In a Facebook post generating hundreds of thousands of shares, New Yorker Gregory Locke on Saturday told a story of boarding a Manhattan subway train to find windows and advertisements covered in anti-Semitic graffiti, including swastikas and the phrase "Jews belong in the oven."
"'I guess this is Trump's America,' said one passenger," Locke wrote on Facebook. "No sir, it's not. Not tonight and not ever. Not as long as stubborn New Yorkers have anything to say about it."
Instead of doing nothing, subway passengers rallied to try and remove the graffiti.
According to the Southern Poverty Law Center, a civil rights organization that tracks the activity of hate groups across the United States, neo-Nazis have been attempting to "capitalize on an environment of intense racist energy due in no small part to President Donald Trump's campaign," but have found themselves frustrated by failure and a largely resistant public. One of Trump's own top advisers, chief strategist and former Breitbart executive Stephen Bannon, has been accused of anti-Semitic views.

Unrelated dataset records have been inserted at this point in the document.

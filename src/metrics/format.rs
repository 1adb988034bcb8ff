//! Human-readable rendering for byte sizes and durations.

const SIZE_SYMBOLS: [&str; 7] = ["B", "KB", "MB", "GB", "TB", "PB", "EB"];

const NANOS_PER_MICRO: u64 = 1_000;
const NANOS_PER_MILLI: u64 = 1_000_000;
const NANOS_PER_SEC: u64 = 1_000_000_000;
const NANOS_PER_MIN: u64 = 60 * NANOS_PER_SEC;
const NANOS_PER_HOUR: u64 = 60 * NANOS_PER_MIN;

/// Render a byte count with a base-1024 prefix.
///
/// One decimal place is kept below 10 units of the chosen prefix:
/// `1024` is `1.0KB`, `6815744` is `6.5MB`, `128849018880` is `120GB`.
#[allow(clippy::cast_precision_loss)]
pub fn format_bytes(bytes: i64) -> String {
    if bytes < 10 {
        return format!("{bytes}B");
    }

    let mut idx = 0;
    let mut unit: i64 = 1;
    while idx + 1 < SIZE_SYMBOLS.len() {
        match unit.checked_mul(1024) {
            Some(next) if bytes >= next => {
                unit = next;
                idx += 1;
            },
            _ => break,
        }
    }

    let size = bytes as f64 / unit as f64;
    if size < 10.0 {
        format!("{size:.1}{}", SIZE_SYMBOLS[idx])
    } else {
        format!("{size:.0}{}", SIZE_SYMBOLS[idx])
    }
}

/// Round a nanosecond count to the coarsest unit that keeps it non-zero.
///
/// Seconds from 1s up, then milliseconds, microseconds and nanoseconds.
/// Halves round away from zero.
pub fn round_duration(nanos: i64) -> i64 {
    let magnitude = nanos.unsigned_abs();
    let unit = if magnitude >= NANOS_PER_SEC {
        NANOS_PER_SEC
    } else if magnitude >= NANOS_PER_MILLI {
        NANOS_PER_MILLI
    } else if magnitude >= NANOS_PER_MICRO {
        NANOS_PER_MICRO
    } else {
        return nanos;
    };

    let rem = magnitude % unit;
    let rounded = if rem + rem < unit {
        magnitude - rem
    } else {
        magnitude.saturating_add(unit - rem)
    };

    let rounded = i64::try_from(rounded).unwrap_or(i64::MAX);
    if nanos < 0 {
        -rounded
    } else {
        rounded
    }
}

/// Render a nanosecond count as `1h2m3.5s`, `155ms`, `1µs`, `12ns`.
pub fn format_duration(nanos: i64) -> String {
    if nanos == 0 {
        return "0s".to_string();
    }

    let mut out = String::new();
    if nanos < 0 {
        out.push('-');
    }
    let magnitude = nanos.unsigned_abs();

    if magnitude < NANOS_PER_SEC {
        let (scale, suffix) = if magnitude < NANOS_PER_MICRO {
            (1, "ns")
        } else if magnitude < NANOS_PER_MILLI {
            (NANOS_PER_MICRO, "µs")
        } else {
            (NANOS_PER_MILLI, "ms")
        };
        out.push_str(&fixed_point(magnitude, scale));
        out.push_str(suffix);
        return out;
    }

    let hours = magnitude / NANOS_PER_HOUR;
    let minutes = (magnitude % NANOS_PER_HOUR) / NANOS_PER_MIN;
    let secs = magnitude % NANOS_PER_MIN;

    if hours > 0 {
        out.push_str(&format!("{hours}h"));
    }
    if hours > 0 || minutes > 0 {
        out.push_str(&format!("{minutes}m"));
    }
    out.push_str(&fixed_point(secs, NANOS_PER_SEC));
    out.push('s');
    out
}

/// `value / scale` with the fractional part printed without trailing zeros.
fn fixed_point(value: u64, scale: u64) -> String {
    let whole = value / scale;
    let frac = value % scale;
    if frac == 0 {
        return whole.to_string();
    }

    let width = (scale - 1).to_string().len();
    let digits = format!("{frac:0width$}");
    format!("{whole}.{}", digits.trim_end_matches('0'))
}
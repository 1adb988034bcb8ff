//! varmon CLI entry point.

use varmon_lib::cli::{self, Cli};
use varmon_lib::core::Result;

#[tokio::main]
async fn main() -> Result<()> {
    // Parse command-line arguments
    let cli = Cli::parse_args();

    // Execute the command
    cli::execute(cli).await
}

In the 10 days following the Nov. 8 presidential election, the SPLC recorded roughly 100 anti-Semitic incidents such as intimidation, graffiti and vandalism. Jewish groups across the United States have received at least three waves of bomb threats in 2017, with nearly 50 total threats recorded so far.
Not all is bad, however; writing at Slate, William Saletan notes that as Trump takes increasingly hostile stances against immigrants, Muslims, minorities and women, opinion polls show public sentiment solidifying in the opposite direction.
Mic has reached out to Gregory Locke for comment and will update this post if we hear back.